- **YOUR ASSIGNMENT**:
Which lines of the entries below include "TriggerSource"? List them all.

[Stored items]
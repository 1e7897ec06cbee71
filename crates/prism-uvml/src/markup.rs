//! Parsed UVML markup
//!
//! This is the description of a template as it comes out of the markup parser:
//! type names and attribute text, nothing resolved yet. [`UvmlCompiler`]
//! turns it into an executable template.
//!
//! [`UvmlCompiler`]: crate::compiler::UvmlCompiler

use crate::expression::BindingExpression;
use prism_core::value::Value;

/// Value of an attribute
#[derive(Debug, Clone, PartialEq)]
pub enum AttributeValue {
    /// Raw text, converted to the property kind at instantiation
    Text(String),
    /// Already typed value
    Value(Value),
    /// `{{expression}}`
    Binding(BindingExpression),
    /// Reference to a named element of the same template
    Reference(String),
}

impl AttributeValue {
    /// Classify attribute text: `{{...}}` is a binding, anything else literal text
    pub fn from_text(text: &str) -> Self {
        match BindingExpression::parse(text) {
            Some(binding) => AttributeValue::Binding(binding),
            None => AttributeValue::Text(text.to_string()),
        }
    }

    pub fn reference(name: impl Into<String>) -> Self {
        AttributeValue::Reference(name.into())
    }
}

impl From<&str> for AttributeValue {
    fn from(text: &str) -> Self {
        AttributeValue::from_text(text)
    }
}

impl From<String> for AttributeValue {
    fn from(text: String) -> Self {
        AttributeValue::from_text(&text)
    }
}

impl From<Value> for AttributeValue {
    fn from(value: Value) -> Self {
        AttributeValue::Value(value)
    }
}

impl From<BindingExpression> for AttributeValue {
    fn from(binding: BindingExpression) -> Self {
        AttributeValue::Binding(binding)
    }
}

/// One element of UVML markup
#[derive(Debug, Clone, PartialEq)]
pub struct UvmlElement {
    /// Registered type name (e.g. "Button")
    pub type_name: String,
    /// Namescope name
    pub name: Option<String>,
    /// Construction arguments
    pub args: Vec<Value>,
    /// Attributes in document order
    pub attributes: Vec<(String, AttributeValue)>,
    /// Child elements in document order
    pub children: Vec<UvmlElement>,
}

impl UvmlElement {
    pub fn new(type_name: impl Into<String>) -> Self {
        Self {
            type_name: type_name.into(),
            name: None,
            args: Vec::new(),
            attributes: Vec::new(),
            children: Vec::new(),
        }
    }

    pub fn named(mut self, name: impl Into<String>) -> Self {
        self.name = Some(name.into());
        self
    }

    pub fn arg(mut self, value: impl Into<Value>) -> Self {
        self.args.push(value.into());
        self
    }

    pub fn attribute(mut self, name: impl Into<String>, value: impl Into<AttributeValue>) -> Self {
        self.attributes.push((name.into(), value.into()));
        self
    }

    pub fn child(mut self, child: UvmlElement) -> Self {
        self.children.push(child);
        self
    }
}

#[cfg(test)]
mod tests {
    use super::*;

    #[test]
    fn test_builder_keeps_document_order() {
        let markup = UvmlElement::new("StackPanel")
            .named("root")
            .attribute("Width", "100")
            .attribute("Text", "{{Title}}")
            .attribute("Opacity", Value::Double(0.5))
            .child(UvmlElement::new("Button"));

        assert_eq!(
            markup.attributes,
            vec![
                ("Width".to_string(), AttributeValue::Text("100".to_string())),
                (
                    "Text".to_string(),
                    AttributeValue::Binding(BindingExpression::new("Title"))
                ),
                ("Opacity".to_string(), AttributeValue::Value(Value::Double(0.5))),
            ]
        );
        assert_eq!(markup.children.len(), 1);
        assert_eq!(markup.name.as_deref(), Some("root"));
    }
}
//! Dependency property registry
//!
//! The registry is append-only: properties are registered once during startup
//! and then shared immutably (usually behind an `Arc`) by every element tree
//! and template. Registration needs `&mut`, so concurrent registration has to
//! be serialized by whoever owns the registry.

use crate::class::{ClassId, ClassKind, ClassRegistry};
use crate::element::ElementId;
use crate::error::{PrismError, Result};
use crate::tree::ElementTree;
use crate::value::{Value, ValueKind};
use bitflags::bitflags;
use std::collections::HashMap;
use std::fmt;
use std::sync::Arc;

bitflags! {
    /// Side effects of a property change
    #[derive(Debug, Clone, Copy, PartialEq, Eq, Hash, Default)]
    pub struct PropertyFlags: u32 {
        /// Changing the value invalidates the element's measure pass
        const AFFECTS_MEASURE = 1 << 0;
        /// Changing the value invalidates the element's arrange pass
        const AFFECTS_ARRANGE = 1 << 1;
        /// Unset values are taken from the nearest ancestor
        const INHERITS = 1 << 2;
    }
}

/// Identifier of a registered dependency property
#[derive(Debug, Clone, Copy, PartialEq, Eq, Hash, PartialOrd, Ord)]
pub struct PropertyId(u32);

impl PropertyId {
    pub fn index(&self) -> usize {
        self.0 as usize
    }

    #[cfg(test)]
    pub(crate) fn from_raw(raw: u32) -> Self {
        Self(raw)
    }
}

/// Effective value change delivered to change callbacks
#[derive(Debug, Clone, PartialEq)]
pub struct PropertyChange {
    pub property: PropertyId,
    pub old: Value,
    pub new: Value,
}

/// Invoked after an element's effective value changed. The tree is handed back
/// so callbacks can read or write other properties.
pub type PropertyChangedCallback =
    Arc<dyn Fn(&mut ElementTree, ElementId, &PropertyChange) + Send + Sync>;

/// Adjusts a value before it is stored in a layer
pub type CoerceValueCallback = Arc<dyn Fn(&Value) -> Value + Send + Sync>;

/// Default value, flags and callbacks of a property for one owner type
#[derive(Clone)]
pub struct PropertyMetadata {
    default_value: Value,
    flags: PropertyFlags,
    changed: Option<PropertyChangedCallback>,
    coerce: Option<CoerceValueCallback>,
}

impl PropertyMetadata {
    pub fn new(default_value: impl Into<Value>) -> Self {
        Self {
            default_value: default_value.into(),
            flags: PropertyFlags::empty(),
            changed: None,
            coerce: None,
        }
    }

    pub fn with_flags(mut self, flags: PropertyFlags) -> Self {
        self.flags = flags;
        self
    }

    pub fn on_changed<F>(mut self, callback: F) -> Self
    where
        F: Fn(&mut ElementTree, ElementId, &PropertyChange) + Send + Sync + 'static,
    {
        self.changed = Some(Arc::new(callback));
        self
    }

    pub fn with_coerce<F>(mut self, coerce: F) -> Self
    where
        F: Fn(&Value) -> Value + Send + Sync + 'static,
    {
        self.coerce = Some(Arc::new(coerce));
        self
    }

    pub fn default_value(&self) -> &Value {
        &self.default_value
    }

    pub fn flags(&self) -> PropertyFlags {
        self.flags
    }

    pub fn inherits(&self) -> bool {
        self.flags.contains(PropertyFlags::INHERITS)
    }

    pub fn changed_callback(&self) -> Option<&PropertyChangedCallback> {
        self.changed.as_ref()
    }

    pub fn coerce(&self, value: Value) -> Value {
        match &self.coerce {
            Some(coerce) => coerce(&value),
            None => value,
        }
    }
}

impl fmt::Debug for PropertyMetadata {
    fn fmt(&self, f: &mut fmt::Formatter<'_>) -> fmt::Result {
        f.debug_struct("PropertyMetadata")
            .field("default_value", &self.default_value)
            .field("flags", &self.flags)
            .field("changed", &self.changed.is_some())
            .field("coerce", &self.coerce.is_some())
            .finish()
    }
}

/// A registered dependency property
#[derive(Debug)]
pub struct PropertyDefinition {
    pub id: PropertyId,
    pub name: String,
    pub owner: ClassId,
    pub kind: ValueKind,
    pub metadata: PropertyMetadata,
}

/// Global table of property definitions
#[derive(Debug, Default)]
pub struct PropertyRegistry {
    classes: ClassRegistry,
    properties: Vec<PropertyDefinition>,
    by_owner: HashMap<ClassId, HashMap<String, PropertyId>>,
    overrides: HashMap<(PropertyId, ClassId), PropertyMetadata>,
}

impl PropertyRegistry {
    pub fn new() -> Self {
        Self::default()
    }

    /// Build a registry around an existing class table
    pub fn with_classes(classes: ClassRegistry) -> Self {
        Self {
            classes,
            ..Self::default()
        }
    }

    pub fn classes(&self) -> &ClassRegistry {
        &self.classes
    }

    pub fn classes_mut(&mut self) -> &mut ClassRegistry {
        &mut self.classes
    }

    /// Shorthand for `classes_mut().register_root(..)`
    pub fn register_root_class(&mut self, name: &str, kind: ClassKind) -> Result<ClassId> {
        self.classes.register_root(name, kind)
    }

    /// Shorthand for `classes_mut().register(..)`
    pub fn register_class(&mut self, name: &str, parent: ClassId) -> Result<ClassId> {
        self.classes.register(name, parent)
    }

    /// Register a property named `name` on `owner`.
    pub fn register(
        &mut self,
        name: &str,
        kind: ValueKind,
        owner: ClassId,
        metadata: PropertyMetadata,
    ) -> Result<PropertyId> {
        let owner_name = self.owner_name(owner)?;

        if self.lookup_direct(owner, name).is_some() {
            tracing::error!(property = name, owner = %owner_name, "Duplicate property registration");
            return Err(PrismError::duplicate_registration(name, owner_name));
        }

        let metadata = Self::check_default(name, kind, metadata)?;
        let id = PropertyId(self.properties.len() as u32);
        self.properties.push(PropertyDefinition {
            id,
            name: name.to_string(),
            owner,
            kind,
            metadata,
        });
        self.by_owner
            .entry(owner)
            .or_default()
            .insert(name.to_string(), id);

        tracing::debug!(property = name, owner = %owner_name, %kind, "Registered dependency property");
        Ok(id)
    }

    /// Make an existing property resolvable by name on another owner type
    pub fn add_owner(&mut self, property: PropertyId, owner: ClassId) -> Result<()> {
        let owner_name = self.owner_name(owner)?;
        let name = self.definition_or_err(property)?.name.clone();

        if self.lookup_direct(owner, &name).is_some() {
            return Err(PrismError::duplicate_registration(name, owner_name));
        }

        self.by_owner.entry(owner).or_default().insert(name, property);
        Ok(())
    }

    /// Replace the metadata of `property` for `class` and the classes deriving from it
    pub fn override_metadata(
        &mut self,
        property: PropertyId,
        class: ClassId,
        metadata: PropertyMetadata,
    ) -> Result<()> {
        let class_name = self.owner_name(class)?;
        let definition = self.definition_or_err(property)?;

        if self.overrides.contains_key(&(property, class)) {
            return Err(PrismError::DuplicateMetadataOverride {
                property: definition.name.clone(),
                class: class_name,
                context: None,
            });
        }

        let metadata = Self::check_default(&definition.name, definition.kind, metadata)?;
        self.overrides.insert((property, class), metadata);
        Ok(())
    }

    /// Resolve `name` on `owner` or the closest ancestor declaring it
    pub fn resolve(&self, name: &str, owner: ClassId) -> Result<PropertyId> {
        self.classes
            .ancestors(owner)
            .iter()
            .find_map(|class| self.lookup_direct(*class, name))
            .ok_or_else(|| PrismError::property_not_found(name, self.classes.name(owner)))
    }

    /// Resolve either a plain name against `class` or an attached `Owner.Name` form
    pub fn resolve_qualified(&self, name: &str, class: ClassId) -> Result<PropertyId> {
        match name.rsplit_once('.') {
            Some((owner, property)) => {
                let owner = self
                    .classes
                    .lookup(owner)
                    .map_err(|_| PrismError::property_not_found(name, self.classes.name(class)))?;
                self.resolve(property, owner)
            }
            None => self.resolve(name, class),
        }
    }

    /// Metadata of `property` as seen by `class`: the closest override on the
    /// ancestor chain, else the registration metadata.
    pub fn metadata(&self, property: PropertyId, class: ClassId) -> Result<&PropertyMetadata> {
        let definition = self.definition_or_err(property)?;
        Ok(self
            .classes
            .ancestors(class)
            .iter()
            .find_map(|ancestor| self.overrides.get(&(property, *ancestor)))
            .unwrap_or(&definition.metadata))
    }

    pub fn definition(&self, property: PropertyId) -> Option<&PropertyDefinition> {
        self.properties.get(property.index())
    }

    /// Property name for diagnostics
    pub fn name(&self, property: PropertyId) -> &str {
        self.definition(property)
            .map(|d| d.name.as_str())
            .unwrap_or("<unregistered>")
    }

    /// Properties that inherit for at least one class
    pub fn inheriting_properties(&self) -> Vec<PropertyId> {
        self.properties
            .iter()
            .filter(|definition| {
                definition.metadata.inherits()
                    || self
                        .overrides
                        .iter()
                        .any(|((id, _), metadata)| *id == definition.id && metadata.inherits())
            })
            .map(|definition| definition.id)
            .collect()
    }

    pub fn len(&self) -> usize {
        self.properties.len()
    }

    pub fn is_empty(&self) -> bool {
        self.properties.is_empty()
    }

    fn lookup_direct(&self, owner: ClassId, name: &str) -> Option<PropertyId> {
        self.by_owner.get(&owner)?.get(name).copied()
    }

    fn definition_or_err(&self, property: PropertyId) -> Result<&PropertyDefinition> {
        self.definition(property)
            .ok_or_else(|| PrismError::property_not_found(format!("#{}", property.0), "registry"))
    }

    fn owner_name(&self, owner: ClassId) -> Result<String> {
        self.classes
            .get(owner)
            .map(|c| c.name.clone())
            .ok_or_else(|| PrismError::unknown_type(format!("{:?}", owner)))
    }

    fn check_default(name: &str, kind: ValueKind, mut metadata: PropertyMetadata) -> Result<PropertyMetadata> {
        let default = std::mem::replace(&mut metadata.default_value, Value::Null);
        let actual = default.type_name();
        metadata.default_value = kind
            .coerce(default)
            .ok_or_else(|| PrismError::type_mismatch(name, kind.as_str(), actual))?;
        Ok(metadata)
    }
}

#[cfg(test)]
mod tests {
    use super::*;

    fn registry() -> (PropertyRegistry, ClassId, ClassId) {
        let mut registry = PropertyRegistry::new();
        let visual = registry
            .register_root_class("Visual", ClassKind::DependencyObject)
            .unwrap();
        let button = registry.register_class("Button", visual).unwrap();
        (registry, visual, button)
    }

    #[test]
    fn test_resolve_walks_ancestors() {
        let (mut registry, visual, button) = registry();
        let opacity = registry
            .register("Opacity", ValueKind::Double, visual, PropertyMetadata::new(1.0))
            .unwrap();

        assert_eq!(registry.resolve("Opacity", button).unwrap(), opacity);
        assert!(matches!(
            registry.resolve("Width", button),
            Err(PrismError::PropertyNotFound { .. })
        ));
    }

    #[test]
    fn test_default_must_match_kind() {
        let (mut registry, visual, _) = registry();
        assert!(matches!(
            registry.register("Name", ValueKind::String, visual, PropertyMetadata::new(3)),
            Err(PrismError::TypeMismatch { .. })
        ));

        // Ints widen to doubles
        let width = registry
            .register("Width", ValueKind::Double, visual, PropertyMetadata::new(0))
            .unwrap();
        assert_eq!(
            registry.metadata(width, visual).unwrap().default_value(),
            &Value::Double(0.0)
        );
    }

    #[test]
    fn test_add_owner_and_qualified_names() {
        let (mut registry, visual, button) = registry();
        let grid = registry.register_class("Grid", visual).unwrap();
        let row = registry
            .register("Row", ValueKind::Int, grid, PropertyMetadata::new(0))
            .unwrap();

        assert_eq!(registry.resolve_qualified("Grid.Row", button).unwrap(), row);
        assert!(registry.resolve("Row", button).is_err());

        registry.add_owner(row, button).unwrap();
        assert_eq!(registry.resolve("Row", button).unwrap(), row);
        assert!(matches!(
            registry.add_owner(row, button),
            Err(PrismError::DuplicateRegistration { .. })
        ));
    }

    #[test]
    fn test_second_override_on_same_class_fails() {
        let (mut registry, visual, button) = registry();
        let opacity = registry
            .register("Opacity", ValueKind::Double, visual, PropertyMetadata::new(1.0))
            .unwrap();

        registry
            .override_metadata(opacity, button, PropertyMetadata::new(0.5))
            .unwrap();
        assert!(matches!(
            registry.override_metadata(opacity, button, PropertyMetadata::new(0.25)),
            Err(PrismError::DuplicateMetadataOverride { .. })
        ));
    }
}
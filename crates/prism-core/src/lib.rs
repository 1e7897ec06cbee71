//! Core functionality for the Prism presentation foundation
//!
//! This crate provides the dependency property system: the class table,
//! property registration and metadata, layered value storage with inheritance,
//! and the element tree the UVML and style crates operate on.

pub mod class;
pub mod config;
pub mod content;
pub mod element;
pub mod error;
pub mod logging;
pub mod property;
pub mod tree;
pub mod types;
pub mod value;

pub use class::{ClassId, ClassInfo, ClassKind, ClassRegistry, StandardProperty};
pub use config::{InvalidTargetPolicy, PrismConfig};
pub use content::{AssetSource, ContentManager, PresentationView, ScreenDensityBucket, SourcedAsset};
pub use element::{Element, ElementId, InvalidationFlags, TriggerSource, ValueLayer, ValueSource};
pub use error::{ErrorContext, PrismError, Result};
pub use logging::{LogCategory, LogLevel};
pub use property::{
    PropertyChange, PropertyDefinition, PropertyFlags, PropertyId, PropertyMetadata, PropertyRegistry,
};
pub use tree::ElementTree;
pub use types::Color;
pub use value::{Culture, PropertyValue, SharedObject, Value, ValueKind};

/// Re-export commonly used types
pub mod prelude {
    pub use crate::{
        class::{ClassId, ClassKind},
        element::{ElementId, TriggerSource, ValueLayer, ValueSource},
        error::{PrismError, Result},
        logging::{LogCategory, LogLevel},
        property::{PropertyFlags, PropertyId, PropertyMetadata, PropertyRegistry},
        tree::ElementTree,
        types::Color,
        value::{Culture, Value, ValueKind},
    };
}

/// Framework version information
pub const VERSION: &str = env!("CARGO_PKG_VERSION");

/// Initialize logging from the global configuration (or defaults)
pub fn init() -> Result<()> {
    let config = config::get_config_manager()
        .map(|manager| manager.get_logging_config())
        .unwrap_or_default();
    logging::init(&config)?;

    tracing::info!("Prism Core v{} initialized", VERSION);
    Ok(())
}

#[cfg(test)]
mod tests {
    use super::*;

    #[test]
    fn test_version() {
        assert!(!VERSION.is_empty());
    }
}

- **OUTPUT FOR THIS EXERCISE**:
pub use element::{Element, ElementId, InvalidationFlags, TriggerSource, ValueLayer, ValueSource};
        element::{ElementId, TriggerSource, ValueLayer, ValueSource},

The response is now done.